> [What the task requires]
Restate each record exactly as it was written.

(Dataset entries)

* * * * * * *

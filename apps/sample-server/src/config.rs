use std::env;
use std::net::SocketAddr;

use anyhow::{Context, Result};
use bb_provider_alexa::AlexaSettings;
use bb_provider_twilio_whatsapp::TwilioSettings;
use bb_provider_twitter::TwitterSettings;
use bb_provider_tyntec_whatsapp::TyntecSettings;

pub const DEFAULT_BIND: &str = "0.0.0.0:3978";

#[derive(Debug, Clone)]
pub struct SampleConfig {
    pub addr: SocketAddr,
    pub sentiment: Option<AzureSentiment>,
    pub channels: Channels,
}

/// Azure Text Analytics credentials; sentiment runs only when a key is set.
#[derive(Debug, Clone, PartialEq, Eq)]
pub struct AzureSentiment {
    pub endpoint: String,
    pub key: String,
}

/// Channel settings. Alexa is always mounted; the rest only when configured.
#[derive(Debug, Clone, Default)]
pub struct Channels {
    pub alexa: AlexaSettings,
    pub alexa_cert_chain_check: bool,
    pub twilio: Option<TwilioSettings>,
    pub twitter: Option<TwitterSettings>,
    pub tyntec: Option<TyntecSettings>,
}

impl SampleConfig {
    pub fn from_env() -> Result<Self> {
        let bind = env::var("BIND").unwrap_or_else(|_| DEFAULT_BIND.to_string());
        let addr = bind
            .parse()
            .with_context(|| format!("invalid BIND address {bind}"))?;
        Ok(Self {
            addr,
            sentiment: AzureSentiment::from_env()?,
            channels: Channels::from_env()?,
        })
    }
}

impl AzureSentiment {
    pub fn from_env() -> Result<Option<Self>> {
        let Some(key) = non_empty("AZURE_TEXT_ANALYTICS_KEY") else {
            return Ok(None);
        };
        let endpoint = non_empty("AZURE_TEXT_ANALYTICS_ENDPOINT")
            .context("AZURE_TEXT_ANALYTICS_ENDPOINT is required when AZURE_TEXT_ANALYTICS_KEY is set")?;
        Ok(Some(Self { endpoint, key }))
    }
}

impl Channels {
    pub fn from_env() -> Result<Self> {
        let twilio = TwilioSettings::configured()
            .then(TwilioSettings::from_env)
            .transpose()
            .context("loading twilio settings")?;
        let twitter = TwitterSettings::configured()
            .then(TwitterSettings::from_env)
            .transpose()
            .context("loading twitter settings")?;
        let tyntec = TyntecSettings::configured()
            .then(TyntecSettings::from_env)
            .transpose()
            .context("loading tyntec settings")?;
        Ok(Self {
            alexa: AlexaSettings::from_env(),
            alexa_cert_chain_check: non_empty("ALEXA_VERIFY_CERT_CHAIN")
                .is_some_and(|raw| matches!(raw.to_ascii_lowercase().as_str(), "1" | "true" | "yes")),
            twilio,
            twitter,
            tyntec,
        })
    }
}

fn non_empty(name: &str) -> Option<String> {
    env::var(name).ok().filter(|value| !value.trim().is_empty())
}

* * * * * * *

> [Problem solution]
filename apps/sample-server/src/config.rs
use std::env;
use std::net::SocketAddr;

use anyhow::{Context, Result};
use bb_provider_alexa::AlexaSettings;
use bb_provider_twilio_whatsapp::TwilioSettings;
use bb_provider_twitter::TwitterSettings;
use bb_provider_tyntec_whatsapp::TyntecSettings;

pub const DEFAULT_BIND: &str = "0.0.0.0:3978";

#[derive(Debug, Clone)]
pub struct SampleConfig {
    pub addr: SocketAddr,
    pub sentiment: Option<AzureSentiment>,
    pub channels: Channels,
}

/// Azure Text Analytics credentials; sentiment runs only when a key is set.
#[derive(Debug, Clone, PartialEq, Eq)]
pub struct AzureSentiment {
    pub endpoint: String,
    pub key: String,
}

/// Channel settings. Alexa is always mounted; the rest only when configured.
#[derive(Debug, Clone, Default)]
pub struct Channels {
    pub alexa: AlexaSettings,
    pub alexa_cert_chain_check: bool,
    pub twilio: Option<TwilioSettings>,
    pub twitter: Option<TwitterSettings>,
    pub tyntec: Option<TyntecSettings>,
}

impl SampleConfig {
    pub fn from_env() -> Result<Self> {
        let bind = env::var("BIND").unwrap_or_else(|_| DEFAULT_BIND.to_string());
        let addr = bind
            .parse()
            .with_context(|| format!("invalid BIND address {bind}"))?;
        Ok(Self {
            addr,
            sentiment: AzureSentiment::from_env()?,
            channels: Channels::from_env()?,
        })
    }
}

impl AzureSentiment {
    pub fn from_env() -> Result<Option<Self>> {
        let Some(key) = non_empty("AZURE_TEXT_ANALYTICS_KEY") else {
            return Ok(None);
        };
        let endpoint = non_empty("AZURE_TEXT_ANALYTICS_ENDPOINT")
            .context("AZURE_TEXT_ANALYTICS_ENDPOINT is required when AZURE_TEXT_ANALYTICS_KEY is set")?;
        Ok(Some(Self { endpoint, key }))
    }
}

impl Channels {
    pub fn from_env() -> Result<Self> {
        let twilio = TwilioSettings::configured()
            .then(TwilioSettings::from_env)
            .transpose()
            .context("loading twilio settings")?;
        let twitter = TwitterSettings::configured()
            .then(TwitterSettings::from_env)
            .transpose()
            .context("loading twitter settings")?;
        let tyntec = TyntecSettings::configured()
            .then(TyntecSettings::from_env)
            .transpose()
            .context("loading tyntec settings")?;
        Ok(Self {
            alexa: AlexaSettings::from_env(),
            alexa_cert_chain_check: non_empty("ALEXA_VERIFY_CERT_CHAIN")
                .is_some_and(|raw| matches!(raw.to_ascii_lowercase().as_str(), "1" | "true" | "yes")),
            twilio,
            twitter,
            tyntec,
        })
    }
}

fn non_empty(name: &str) -> Option<String> {
    env::var(name).ok().filter(|value| !value.trim().is_empty())
}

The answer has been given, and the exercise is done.